Stored items from a collection:
________________________________________
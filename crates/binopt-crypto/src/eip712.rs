//! EIP-712 typed structured data hashing
//!
//! Messages describe themselves as a type name plus an ordered list of
//! fields. The type string, type hash, struct hash and final digest are all
//! derived from that description, so a message cannot disagree with its own
//! encoding.
//!
//! ```text
//! digest = keccak256(0x19 0x01 || domainSeparator || hashStruct(message))
//! ```

use crate::hash::{keccak256, keccak256_concat};
use binopt_types::Address;

const DOMAIN_TYPE: &str =
    "EIP712Domain(string name,string version,uint256 chainId,address verifyingContract)";

/// A value of one of the Solidity types the protocol signs over
#[derive(Debug, Clone, PartialEq, Eq)]
pub enum Eip712Value {
    Address(Address),
    Uint(u128),
    Bool(bool),
    String(String),
}

impl Eip712Value {
    /// Solidity type name used in the encoded type string
    pub fn solidity_type(&self) -> &'static str {
        match self {
            Eip712Value::Address(_) => "address",
            Eip712Value::Uint(_) => "uint256",
            Eip712Value::Bool(_) => "bool",
            Eip712Value::String(_) => "string",
        }
    }

    /// 32-byte `encodeData` word
    pub fn encode(&self) -> [u8; 32] {
        match self {
            Eip712Value::Address(a) => {
                let mut word = [0u8; 32];
                word[12..].copy_from_slice(a.as_bytes());
                word
            }
            Eip712Value::Uint(v) => uint_word(*v),
            Eip712Value::Bool(b) => uint_word(u128::from(*b)),
            Eip712Value::String(s) => keccak256(s.as_bytes()),
        }
    }
}

/// Big-endian uint256 word
pub fn uint_word(value: u128) -> [u8; 32] {
    let mut word = [0u8; 32];
    word[16..].copy_from_slice(&value.to_be_bytes());
    word
}

/// A named field of a typed message
#[derive(Debug, Clone, PartialEq, Eq)]
pub struct Eip712Field {
    pub name: &'static str,
    pub value: Eip712Value,
}

impl Eip712Field {
    pub fn new(name: &'static str, value: Eip712Value) -> Self {
        Self { name, value }
    }
}

/// EIP-712 signing domain
#[derive(Debug, Clone, PartialEq, Eq)]
pub struct Domain {
    pub name: String,
    pub version: String,
    pub chain_id: u64,
    pub verifying_contract: Address,
}

impl Domain {
    pub fn new(
        name: impl Into<String>,
        version: impl Into<String>,
        chain_id: u64,
        verifying_contract: Address,
    ) -> Self {
        Self {
            name: name.into(),
            version: version.into(),
            chain_id,
            verifying_contract,
        }
    }

    /// Domain used by the router and the registrar
    pub fn validator(chain_id: u64, verifying_contract: Address) -> Self {
        Self::new("Validator", "1", chain_id, verifying_contract)
    }

    /// Domain used by the token for permits
    pub fn token(chain_id: u64, token: Address) -> Self {
        Self::new("Token", "1", chain_id, token)
    }

    pub fn separator(&self) -> [u8; 32] {
        keccak256_concat(&[
            &keccak256(DOMAIN_TYPE.as_bytes()),
            &keccak256(self.name.as_bytes()),
            &keccak256(self.version.as_bytes()),
            &uint_word(u128::from(self.chain_id)),
            &Eip712Value::Address(self.verifying_contract).encode(),
        ])
    }
}

/// A message that can be hashed as EIP-712 typed data
pub trait TypedMessage {
    /// Primary type name, e.g. `RegisterAccount`
    fn type_name(&self) -> &'static str;

    /// Fields in declaration order
    fn fields(&self) -> Vec<Eip712Field>;

    /// `Name(type1 field1,type2 field2,...)`
    fn type_string(&self) -> String {
        let members: Vec<String> = self
            .fields()
            .iter()
            .map(|f| format!("{} {}", f.value.solidity_type(), f.name))
            .collect();
        format!("{}({})", self.type_name(), members.join(","))
    }

    fn type_hash(&self) -> [u8; 32] {
        keccak256(self.type_string().as_bytes())
    }

    fn struct_hash(&self) -> [u8; 32] {
        let fields = self.fields();
        let mut encoded = Vec::with_capacity(32 * (fields.len() + 1));
        encoded.extend_from_slice(&self.type_hash());
        for field in &fields {
            encoded.extend_from_slice(&field.value.encode());
        }
        keccak256(&encoded)
    }
}

/// Final digest to be signed for `message` under `domain`
pub fn typed_data_hash<M: TypedMessage + ?Sized>(domain: &Domain, message: &M) -> [u8; 32] {
    keccak256_concat(&[b"\x19\x01", &domain.separator(), &message.struct_hash()])
}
________________________________________
▸ **WHAT THE EXERCISE ASKS**
Looking at the records above, how many lines contain "that"? Answer with the number alone.

▸ **RESPONSE**
2